Ecosystem Competition: Platforms, Subsidiary Markets and Multihoming in the Videogames Industry
Abstract
Emerging licensing regimes that generate revenue from game sales, along with gamers’ consideration of video game purchases in their platform adoption decisions, call for a reexamination of traditional models of platform competition. We develop a novel model of competition between ecosystems, defined by platforms and their console-specific subsidiary markets for video games, to incorporate post-adoption factors into platform pricing decisions. Counterintuitively, our results show that access to additional surplus from game sales intensifies competition, forcing platforms to further subsidize the gamer side. In the absence of royalties, publishers’ licensing fees remain unaffected even when the subsidiary market is considered; however, these fees increase under royalty transfers, suggesting that money-side considerations dominate in ecosystem competition. When publishers multihome, the role of the subsidiary market becomes more pronounced: gamer-side subsidies deepen while platforms impose higher licensing fees. The subsidiary market also induces greater multihoming than predicted by traditional licensing models.
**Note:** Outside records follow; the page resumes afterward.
// SPDX-License-Identifier: Apache-2.0
// © James Ross Ω FLYING•ROBOTS <https://github.com/flyingrobots>
//! Encode/decode seam for the JSON wire.
//!
//! Decoding validates the protocol version so a stale client is answered
//! with a typed error instead of silently misinterpreted fields.

use thiserror::Error;

use crate::{ClientMessage, ServerMessage, PROTOCOL_VERSION};

/// Wire-level failures.
#[derive(Debug, Error)]
pub enum WireError {
    /// The payload was not valid JSON for any known message.
    #[error("malformed message: {0}")]
    Malformed(#[from] serde_json::Error),
    /// The message's `ver` does not match [`PROTOCOL_VERSION`].
    #[error("protocol version mismatch: got {got}, want {want}")]
    VersionMismatch {
        /// Version the peer sent.
        got: u32,
        /// Version this build speaks.
        want: u32,
    },
}

fn client_version(msg: &ClientMessage) -> u32 {
    match msg {
        ClientMessage::Input { ver, .. }
        | ClientMessage::Path { ver, .. }
        | ClientMessage::CancelPath { ver }
        | ClientMessage::Action { ver, .. }
        | ClientMessage::Heartbeat { ver, .. }
        | ClientMessage::Console { ver, .. }
        | ClientMessage::KeyframeRequest { ver, .. }
        | ClientMessage::KeyframeCadence { ver, .. } => *ver,
    }
}

/// Decodes and version-checks one client message.
///
/// # Errors
/// [`WireError`] on malformed JSON or a version mismatch.
pub fn decode_client_message(raw: &str) -> Result<ClientMessage, WireError> {
    let msg: ClientMessage = serde_json::from_str(raw)?;
    let got = client_version(&msg);
    if got != PROTOCOL_VERSION {
        return Err(WireError::VersionMismatch {
            got,
            want: PROTOCOL_VERSION,
        });
    }
    Ok(msg)
}

/// Encodes one server message.
///
/// # Errors
/// [`WireError::Malformed`] when serialization fails (broadcast restores
/// drained journal state and retries next tick).
pub fn encode_server_message(msg: &ServerMessage) -> Result<String, WireError> {
    Ok(serde_json::to_string(msg)?)
}

#[cfg(test)]
mod tests {
    use super::*;

    #[test]
    fn version_mismatch_is_rejected() {
        let raw = r#"{"type":"cancelPath","ver":99}"#;
        let err = decode_client_message(raw).unwrap_err();
        assert!(matches!(
            err,
            WireError::VersionMismatch { got: 99, want: PROTOCOL_VERSION }
        ));
    }

    #[test]
    fn unknown_type_is_malformed() {
        let raw = r#"{"type":"teleport","ver":1}"#;
        assert!(matches!(
            decode_client_message(raw),
            Err(WireError::Malformed(_))
        ));
    }

    #[test]
    fn heartbeat_decodes() {
        let raw = r#"{"type":"heartbeat","ver":1,"sentAt":123456}"#;
        let msg = decode_client_message(raw).unwrap();
        assert_eq!(
            msg,
            ClientMessage::Heartbeat {
                ver: 1,
                sent_at: 123456
            }
        );
    }
}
Surprisingly, the effect of royalties on platforms becomes non-monotonic, in contrast to scenarios where all publishers singlehome. This leads to a threshold beyond which platforms may no longer prefer multihoming, diverging from conventional models where multihoming is typically advantageous. Overall, our findings highlight that platforms’ strategic responses to gamers’ post-adoption behavior and royalty-based licensing structures cannot be inferred through simple extensions of existing frameworks.